The bike reinforces the brand's stance on urban mobility, providing consumers with another option for city commutes beyond the regular ForTwo and the ForTwo Electric Drive, now in its third generation.

The ebike is defined as a pedelec, or Pedal Electric Cycle, and technically, with its combination of electric power and person power, it's a hybrid vehicle.

It's powered by a 423 Wh lithium-ion battery, feeding a 200 watt BionX electric motor in the rear wheel hub. A four-way adjustable switch lets the rider decide how much their pedalling will be assisted by the electric motor, and power from the rider's legs is transmitted via a carbon drive belt, which requires no oil, so cuts down on maintenance.

Smart says that there's enough power for up to 62 miles of range, depending on how much assistance the rider selects and the individual riding style, but as with electric cars this should be more than up to a city commute.

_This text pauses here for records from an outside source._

//! Domain models for drawing registers.
//!
//! This module contains the filesystem-agnostic rules: parsing codes out of
//! filenames, classifying them against the category registry, ordering them
//! for presentation and assembling report rows.

/// Drawing codes and tank designations parsed from filenames.
pub mod code;
pub use code::{Code, Tank, UNCLASSIFIED, extract_code};

/// The static category registry.
pub mod category;
pub use category::Registry;

/// Filename-derived document records.
pub mod document;
pub use document::Document;

/// Descriptions and package membership.
pub mod classifier;
pub use classifier::{Classification, Classifier};

mod config;
pub use config::{Config, ConfigError};

/// Presentation groups and report order.
pub mod ordering;
pub use ordering::{Group, Sorter};

mod package;
pub use package::{Package, UnknownPackageError};

/// Report rows and revision lookup.
pub mod report;
pub use report::{Assembler, Report, RevisionEntry, RevisionLookup, Selection};
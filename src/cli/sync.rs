use anyhow::Context;
use clap::Parser;
use drawreg::{Config, storage::sync};
use tracing::instrument;

use super::{Sources, terminal::Colorize};

#[derive(Debug, Clone, Parser)]
#[command(about = "Bring the revision register in line with the documents folder")]
pub struct Sync {
    #[command(flatten)]
    sources: Sources,
}

impl Sync {
    #[cfg(test)]
    pub const fn new(sources: Sources) -> Self {
        Self { sources }
    }

    #[instrument(level = "debug", skip(self, config))]
    pub fn run(self, mut config: Config) -> anyhow::Result<()> {
        self.sources.configure(&mut config)?;

        let documents = self.sources.documents(&config);
        let path = self.sources.revisions();
        let summary = sync(&path, config.delimiter(), &documents)
            .with_context(|| format!("Failed to sync register {}", path.display()))?;

        println!("{} {}", "Synced".success(), path.display());
        println!("  added:   {}", summary.added);
        println!("  present: {}", summary.present);
        if summary.missing > 0 {
            println!(
                "  missing: {}",
                summary.missing.to_string().warning()
            );
        } else {
            println!("  missing: 0");
        }

        Ok(())
    }
}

Unlike an electric car, the battery can be charged off the bike, so if there's no power socket where you lock up the bike, you can remove the battery and charge it via a regular plug socket. As you'd expect, some energy can be recuperated by braking, when the motor becomes a generator.

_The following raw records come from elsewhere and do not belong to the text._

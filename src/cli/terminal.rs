//! Colour and width detection for command output.

use owo_colors::{OwoColorize, Style, colors::css};

/// Below this width the classify table collapses to one column.
const NARROW_COLUMNS: u16 = 80;

/// Detects whether colored output should be enabled
pub fn supports_color() -> bool {
    supports_color::on(supports_color::Stream::Stdout).is_some()
}

/// Check if the terminal is too narrow for tabular output
pub fn is_narrow() -> bool {
    terminal_size::terminal_size().is_some_and(|(width, _)| width.0 < NARROW_COLUMNS)
}

fn paint(text: &str, style: Style) -> String {
    if supports_color() {
        text.style(style).to_string()
    } else {
        text.to_string()
    }
}

/// Extension trait for colorizing output
pub trait Colorize {
    /// Color as success (green)
    fn success(&self) -> String;
    /// Color as warning (amber)
    fn warning(&self) -> String;
    /// Color as info (blue)
    fn info(&self) -> String;
    /// Dim the text
    fn dim(&self) -> String;
}

impl<T: AsRef<str> + ?Sized> Colorize for T {
    fn success(&self) -> String {
        paint(self.as_ref(), Style::new().fg::<css::Green>())
    }

    fn warning(&self) -> String {
        paint(self.as_ref(), Style::new().fg::<css::Orange>())
    }

    fn info(&self) -> String {
        paint(self.as_ref(), Style::new().fg::<css::LightBlue>())
    }

    fn dim(&self) -> String {
        paint(self.as_ref(), Style::new().dimmed())
    }
}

The ebike uses disc brakes front and rear, and features 26-inch wheels. The bike weighs 57 pounds. That's more than your typical bike, but electric assistance will make light work of hills.

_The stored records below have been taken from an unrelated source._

//! Assembly of report rows from a document listing.
//!
//! This is the filesystem-agnostic half of report generation: filtering by
//! package, ordering, revision lookup and header rows. Rendering lives in
//! [`crate::storage::latex`].

use std::{collections::HashMap, fmt};

use super::{
    Document, Package, Tank,
    classifier::Classifier,
    ordering::{Group, Sorter, TankKey},
};

/// Shown in place of revision metadata that is unknown or blank.
pub const PLACEHOLDER: &str = "-";

/// Revision metadata for one document, as recorded in the register.
#[derive(Debug, Clone, Default, PartialEq, Eq)]
pub struct RevisionEntry {
    /// Revision letter or number.
    pub rev: String,
    /// Date of issue, free text.
    pub issue_date: String,
    /// Issue status, free text.
    pub status: String,
}

/// Read access to revision metadata keyed by base identifier.
pub trait RevisionLookup {
    /// Returns the entry for `id`, if the register has one.
    fn revision(&self, id: &str) -> Option<&RevisionEntry>;
}

impl RevisionLookup for HashMap<String, RevisionEntry> {
    fn revision(&self, id: &str) -> Option<&RevisionEntry> {
        self.get(id)
    }
}

/// Which documents a report covers.
#[derive(Debug, Clone, Copy, PartialEq, Eq, PartialOrd, Ord)]
pub enum Selection {
    /// Documents issued to one audience.
    Package(Package),
    /// Every document, including unclassifiable ones.
    All,
}

impl Selection {
    /// Returns the key used to name the output file.
    #[must_use]
    pub const fn key(self) -> &'static str {
        match self {
            Self::Package(package) => package.key(),
            Self::All => "all",
        }
    }

    /// Returns the report title.
    #[must_use]
    pub const fn title(self) -> &'static str {
        match self {
            Self::Package(package) => package.title(),
            Self::All => "All documents",
        }
    }
}

impl fmt::Display for Selection {
    fn fmt(&self, f: &mut fmt::Formatter) -> fmt::Result {
        f.write_str(self.key())
    }
}

/// One listed document.
#[derive(Debug, Clone, PartialEq, Eq)]
pub struct EntryRow {
    /// Base identifier.
    pub id: String,
    /// Classifier description.
    pub description: String,
    /// Revision, or [`PLACEHOLDER`].
    pub rev: String,
    /// Issue date, or [`PLACEHOLDER`].
    pub issue_date: String,
    /// Status, or [`PLACEHOLDER`].
    pub status: String,
}

/// A row of a report table.
#[derive(Debug, Clone, PartialEq, Eq)]
pub enum Row {
    /// Start of a tank partition.
    Section(String),
    /// Start of a presentation group within a partition.
    Group(Group),
    /// A document.
    Entry(EntryRow),
}

/// An assembled report, ready to render.
#[derive(Debug, Clone, PartialEq, Eq)]
pub struct Report {
    /// Which documents the report covers.
    pub selection: Selection,
    /// Rows in output order.
    pub rows: Vec<Row>,
}

impl Report {
    /// Returns the number of documents listed.
    #[must_use]
    pub fn len(&self) -> usize {
        self.rows
            .iter()
            .filter(|row| matches!(row, Row::Entry(_)))
            .count()
    }

    /// Returns `true` if no documents are listed.
    #[must_use]
    pub fn is_empty(&self) -> bool {
        self.len() == 0
    }
}

/// Returns the section heading for a tank partition.
#[must_use]
pub fn section_heading(tank: Option<&Tank>) -> String {
    tank.map_or_else(|| "Unassigned".to_string(), Tank::heading)
}

/// Builds reports from a document listing.
#[derive(Debug, Clone, Copy)]
pub struct Assembler<'a> {
    classifier: Classifier<'a>,
    sorter: Sorter<'a>,
}

impl Default for Assembler<'static> {
    fn default() -> Self {
        Self::new(Classifier::default())
    }
}

impl<'a> Assembler<'a> {
    /// Creates an assembler over the given classifier.
    #[must_use]
    pub const fn new(classifier: Classifier<'a>) -> Self {
        Self {
            classifier,
            sorter: Sorter::new(classifier),
        }
    }

    /// Returns the documents a selection covers, in report order.
    #[must_use]
    pub fn select(&self, documents: &[Document], selection: Selection) -> Vec<Document> {
        let mut selected: Vec<Document> = documents
            .iter()
            .filter(|document| match selection {
                Selection::Package(package) => self.classifier.classify(document).is_in(package),
                Selection::All => true,
            })
            .cloned()
            .collect();
        self.sorter.sort(&mut selected);
        selected
    }

    /// Assembles the report for a selection.
    ///
    /// A section row is emitted whenever the tank partition changes and a
    /// group row whenever the group changes within a partition.
    #[must_use]
    pub fn assemble(
        &self,
        documents: &[Document],
        selection: Selection,
        register: &impl RevisionLookup,
    ) -> Report {
        let mut rows = Vec::new();
        let mut current: Option<(TankKey, Group)> = None;

        for document in self.select(documents, selection) {
            let tank = TankKey::new(document.tank());
            let group = self.sorter.group(&document);

            let new_section = current.as_ref().is_none_or(|(t, _)| *t != tank);
            if new_section {
                rows.push(Row::Section(section_heading(document.tank())));
            }
            if new_section || current.as_ref().is_some_and(|(_, g)| *g != group) {
                rows.push(Row::Group(group));
            }
            current = Some((tank, group));

            rows.push(Row::Entry(self.entry(&document, register)));
        }

        Report { selection, rows }
    }

    fn entry(&self, document: &Document, register: &impl RevisionLookup) -> EntryRow {
        let id = document.base_id();
        let revision = register.revision(id);
        if revision.is_none() {
            tracing::debug!("No register entry for {id}");
        }
        let field = |value: Option<&String>| {
            value
                .filter(|v| !v.trim().is_empty())
                .map_or_else(|| PLACEHOLDER.to_string(), |v| v.trim().to_string())
        };

        EntryRow {
            id: id.to_string(),
            description: self.classifier.classify(document).description,
            rev: field(revision.map(|r| &r.rev)),
            issue_date: field(revision.map(|r| &r.issue_date)),
            status: field(revision.map(|r| &r.status)),
        }
    }
}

A BionX control panel shows details like battery charge status, distance measurements, time measurements and average speed, and the bike's LED lights can also be switched on and off via the panel. An optional smartphone cradle and USB input lets you plug your smartphone into the bike, for navigation and other options.

U.K. pricing starts around $4,000 including local taxes, but U.S. pricing should be a few hundred dollars lower. There's no set date for U.S. sales, but it should be available soon.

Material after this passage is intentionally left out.